“Get up son, it’s time to time to do the firewood,” my dad would yell down the staircase gleefully at 6:30 AM on a Saturday morning.
You see my dad is the sort of irrationally hard worker that is responsible for building countries like Canada and the USA in the last century. He loves the idea of getting up early and getting something done. For him, it’s not even necessarily about the monetary rewards of getting in a few extra hours of work, it’s more about the intrinsic benefits of leading a disciplined and productive life – something that will give you a purpose. When I went to university I got up around 8AM most of the time since I lived right on campus. This made me a freak amongst many of my peers who didn’t realize the world started before 10AM, and certainly wasn’t to be attacked until noon for anything other than an emergency. When I came home on weekends, my dad made sure that my slothful ways were not eating away at the bedrock of work ethic he had worked so hard to instil in me. I always associated those early morning chores with physical labour that did a lot for the inner spirit, but little for the overall pocket book. It turns out that it can be both.

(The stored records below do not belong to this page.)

//! Token usage report building.
//!
//! Groups `"TokenUsage"` rows into one zero-filled row per business day of
//! the selected window. When the table cannot be read, a synthetic report of
//! the same shape is generated so the screen still has something to show.

use std::collections::BTreeMap;

use chrono::{FixedOffset, NaiveDate};
use rand::Rng;
use serde::Serialize;

use cs_console_core::{DateWindow, TimeRange, local_day};

use crate::db::TokenUsageRecord;

/// Ranges offered on the token usage screen.
pub const TOKEN_RANGES: [TimeRange; 5] = [
    TimeRange::Today,
    TimeRange::SevenDays,
    TimeRange::ThisWeek,
    TimeRange::ThirtyDays,
    TimeRange::ThisMonth,
];

/// Token counts for one day.
#[derive(Debug, Clone, PartialEq, Eq, Serialize)]
pub struct TokenDay {
    pub day: NaiveDate,
    /// Chart label, e.g. `Apr 01`.
    pub label: String,
    pub input: i64,
    pub output: i64,
    pub total: i64,
}

impl TokenDay {
    fn empty(day: NaiveDate) -> Self {
        Self {
            day,
            label: day.format("%b %d").to_string(),
            input: 0,
            output: 0,
            total: 0,
        }
    }
}

/// The token usage screen's data.
#[derive(Debug, Clone)]
pub struct TokenUsageReport {
    pub range: TimeRange,
    pub window: DateWindow,
    pub days: Vec<TokenDay>,
    pub input_total: i64,
    pub output_total: i64,
    pub total: i64,
    /// Synthetic data shown because the real rows could not be read.
    pub is_demo: bool,
}

impl TokenUsageReport {
    fn from_days(range: TimeRange, window: DateWindow, days: Vec<TokenDay>, is_demo: bool) -> Self {
        let input_total = days.iter().map(|d| d.input).sum();
        let output_total = days.iter().map(|d| d.output).sum();
        let total = days.iter().map(|d| d.total).sum();
        Self {
            range,
            window,
            days,
            input_total,
            output_total,
            total,
            is_demo,
        }
    }

    /// Largest daily total, for scaling the chart.
    #[must_use]
    pub fn peak(&self) -> i64 {
        self.days.iter().map(|d| d.total).max().unwrap_or(0)
    }

    /// Bar height of `day` relative to the peak, 0-100.
    #[must_use]
    pub fn percent_of_peak(&self, day: &TokenDay) -> u32 {
        let peak = self.peak().max(1);
        u32::try_from(day.total.clamp(0, peak) * 100 / peak).unwrap_or(0)
    }
}

/// Group records into per-day rows for `window`.
///
/// Records outside the window are ignored.
#[must_use]
pub fn build_report(
    range: TimeRange,
    window: DateWindow,
    offset: FixedOffset,
    records: &[TokenUsageRecord],
) -> TokenUsageReport {
    let mut by_day: BTreeMap<NaiveDate, TokenDay> =
        window.days().map(|day| (day, TokenDay::empty(day))).collect();

    for record in records {
        let day = local_day(record.timestamp, offset);
        if let Some(row) = by_day.get_mut(&day) {
            row.input += record.input_token;
            row.output += record.output_token;
            row.total += record.total;
        }
    }

    TokenUsageReport::from_days(range, window, by_day.into_values().collect(), false)
}

/// A synthetic report for `window` with plausible random counts.
#[must_use]
pub fn demo_report(range: TimeRange, window: DateWindow, rng: &mut impl Rng) -> TokenUsageReport {
    let days = window
        .days()
        .map(|day| {
            let input = rng.random_range(1_000..11_000);
            let output = rng.random_range(800..8_800);
            TokenDay {
                input,
                output,
                total: input + output,
                ..TokenDay::empty(day)
            }
        })
        .collect();

    TokenUsageReport::from_days(range, window, days, true)
}

/// Short form of a token count: `950`, `1.5K`, `3.4M`.
#[must_use]
#[allow(clippy::cast_precision_loss)]
pub fn format_compact(value: i64) -> String {
    let v = value as f64;
    if value.abs() >= 1_000_000 {
        format!("{:.1}M", v / 1_000_000.0)
    } else if value.abs() >= 1_000 {
        format!("{:.1}K", v / 1_000.0)
    } else {
        value.to_string()
    }
}

#[cfg(test)]
#[allow(clippy::unwrap_used)]
mod tests {
    use chrono::{DateTime, TimeZone, Utc};
    use rand::SeedableRng;
    use rand::rngs::StdRng;

    use cs_console_core::TokenUsageId;

    use super::*;

    fn wib() -> FixedOffset {
        FixedOffset::east_opt(7 * 3600).unwrap()
    }

    fn record(at: DateTime<Utc>, input: i64, output: i64) -> TokenUsageRecord {
        TokenUsageRecord {
            id: TokenUsageId::new(1),
            timestamp: at,
            input_token: input,
            output_token: output,
            total: input + output,
        }
    }

    #[test]
    fn test_report_groups_by_local_day() {
        let today = NaiveDate::from_ymd_opt(2024, 4, 7).unwrap();
        let window = TimeRange::SevenDays.window(today);
        let records = vec![
            // 2024-04-06 17:00 UTC is midnight of Apr 7 in +07:00
            record(Utc.with_ymd_and_hms(2024, 4, 6, 17, 0, 0).unwrap(), 100, 50),
            // one second earlier is still Apr 6 locally
            record(Utc.with_ymd_and_hms(2024, 4, 6, 16, 59, 59).unwrap(), 10, 5),
            // before the window
            record(Utc.with_ymd_and_hms(2024, 3, 31, 16, 0, 0).unwrap(), 999, 999),
        ];

        let report = build_report(TimeRange::SevenDays, window, wib(), &records);
        assert_eq!(report.days.len(), 7);
        assert_eq!(report.input_total, 110);
        assert_eq!(report.output_total, 55);
        assert_eq!(report.total, 165);

        let last = report.days.last().unwrap();
        assert_eq!(last.label, "Apr 07");
        assert_eq!(last.total, 150);
        assert_eq!(report.days.get(5).unwrap().total, 15);
        assert!(!report.is_demo);
    }

    #[test]
    fn test_demo_report_shape() {
        let today = NaiveDate::from_ymd_opt(2024, 4, 7).unwrap();
        let window = TimeRange::ThirtyDays.window(today);
        let mut rng = StdRng::seed_from_u64(7);
        let report = demo_report(TimeRange::ThirtyDays, window, &mut rng);

        assert!(report.is_demo);
        assert_eq!(report.days.len(), 30);
        for day in &report.days {
            assert!((1_000..11_000).contains(&day.input));
            assert!((800..8_800).contains(&day.output));
            assert_eq!(day.total, day.input + day.output);
        }
        assert_eq!(report.total, report.input_total + report.output_total);
    }

    #[test]
    fn test_format_compact() {
        assert_eq!(format_compact(950), "950");
        assert_eq!(format_compact(1_000), "1.0K");
        assert_eq!(format_compact(1_500), "1.5K");
        assert_eq!(format_compact(3_400_000), "3.4M");
    }

    #[test]
    fn test_percent_of_peak() {
        let today = NaiveDate::from_ymd_opt(2024, 4, 7).unwrap();
        let window = TimeRange::Today.window(today);
        let report = build_report(TimeRange::Today, window, wib(), &[]);
        let day = report.days.first().unwrap();
        assert_eq!(report.percent_of_peak(day), 0);
    }
}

The Lumberjack of the Personal Finance World
It wasn’t until years later that I found someone that was able to tie together the work ethic of a lumberjack with the financial savvy of a professional wealth manager. Without acknowledging it, the guy basically became my blogging mentor – the fellow I’m referring to is Mike Heroux from The Financial Blogger. When I started blogging a couple of years ago, I thought I was working hard, pumping out a few thousand words of content in my spare time in the evenings. Then I looked at Mike’s itinerary, and I realized just how hard some bloggers were willing to work. Now I make a concerted effort to maximize the benefits of waking up early since that is my most productive time of the day. I now usually get 1500-2000 words typed up and formatted before I leave the house at 8AM on weekdays. Lately, I have been able to maintain this pace 4 out of 5 weekdays and it has given me a tremendous boost to my productivity.
For me, writing is about utilizing blocks of time where I can completely focus my time and energy without distraction. After a couple weeks of training my mind to sharpen quicker than it would sometimes like to in the morning, I have found that I look forward to my morning writing sessions. It actually helps prepare my mind for the day, and I am definitely more productive at 7AM than I am at 7PM in the evening (I have tracked my natural high points for productivity over the last few months, and I’ve found my efficiency hits a peak at 10AM and a valley at 3PM). Getting up early in the morning and getting a little head start on the rest of the rat race is a real mental advantage for me.
Some people are now referring to pieces of advice like this as “life hacks”. The basic idea is to figure out unique ways to maximize your time during a day. A lot of us are fond of saying, “Well, there are only so many hours in a day,” or something similar. The fact is that if we maximized our time management skills, we could enjoy the same quantity and quality of leisure time that we currently do, while boosting our output by a fairly substantial margin.
Do We Really Know What Hard Work Is?
The thing is that most people don’t have much motivation to get up earlier and worry about building something for themselves every day. Some people are prepared to do this to help their physical well-being (flashbacks to my boxing days make me shiver), but few of us seem willing to apply the same sort of dedication to building a side business or doing something else that will benefit us in long-run. I think this is because that we aren’t exactly known for delayed gratification these days, and waking up early, sacrificing that basic creature comfort, in order to gain a little on the rest of the pack is contrary to what a lot of us have been taught by society at large. The interesting thing is that I recently saw an interview on TV where a doctor was talking about the benefits of not only sleep, but the benefits of maintain a consistent sleep pattern. Since then I have gotten up early on weekends too, and I feel that I always have much more energy throughout my day because of it (if I want to give in to creature comforts, I catch about a 30 min power nap in the afternoon).
I realize that I’m not exactly re-inventing the wheel here when I say that there are benefits to waking up early, but I think it is worth re-emphasizing. Many of us don’t mind getting up early to commute to a job, yet when we move closer to our place of work, we use the new surplus of time to sleep instead of building up another stream of income, or getting our investment portfolio in line. Kevin O’Leary mentioned in a recent interview with MacLean’s that the main thing he took away from his boarding school education was the discipline of getting up at 4:30 AM (now that’s early!). He said that he still gets up before 6AM every day. In his own weird way, I’m sure Mr. O’Leary finds great inner peace by maintaining this discipline, similar in some ways to soldiers, or monks etc. Just think about the extra productivity he has racked up over the years simply by getting up earlier. My girlfriend’s Grandpa is a true Horatio Alger story who came over to the USA as a young man, and started his own potato delivery business (he was Irish, so what other industry was he going to go into right?). He talks about getting up well before the crack of dawn in order to beat other suppliers and build his business. Eventually his business grew into something quite substantial!
My dad, a successful Irish immigrant, Mike Heroux, and Kevin O’Leary can’t all be wrong can they? What’s your morning routine look like? Have you ever considered the advantages of starting your day one focused hour earlier?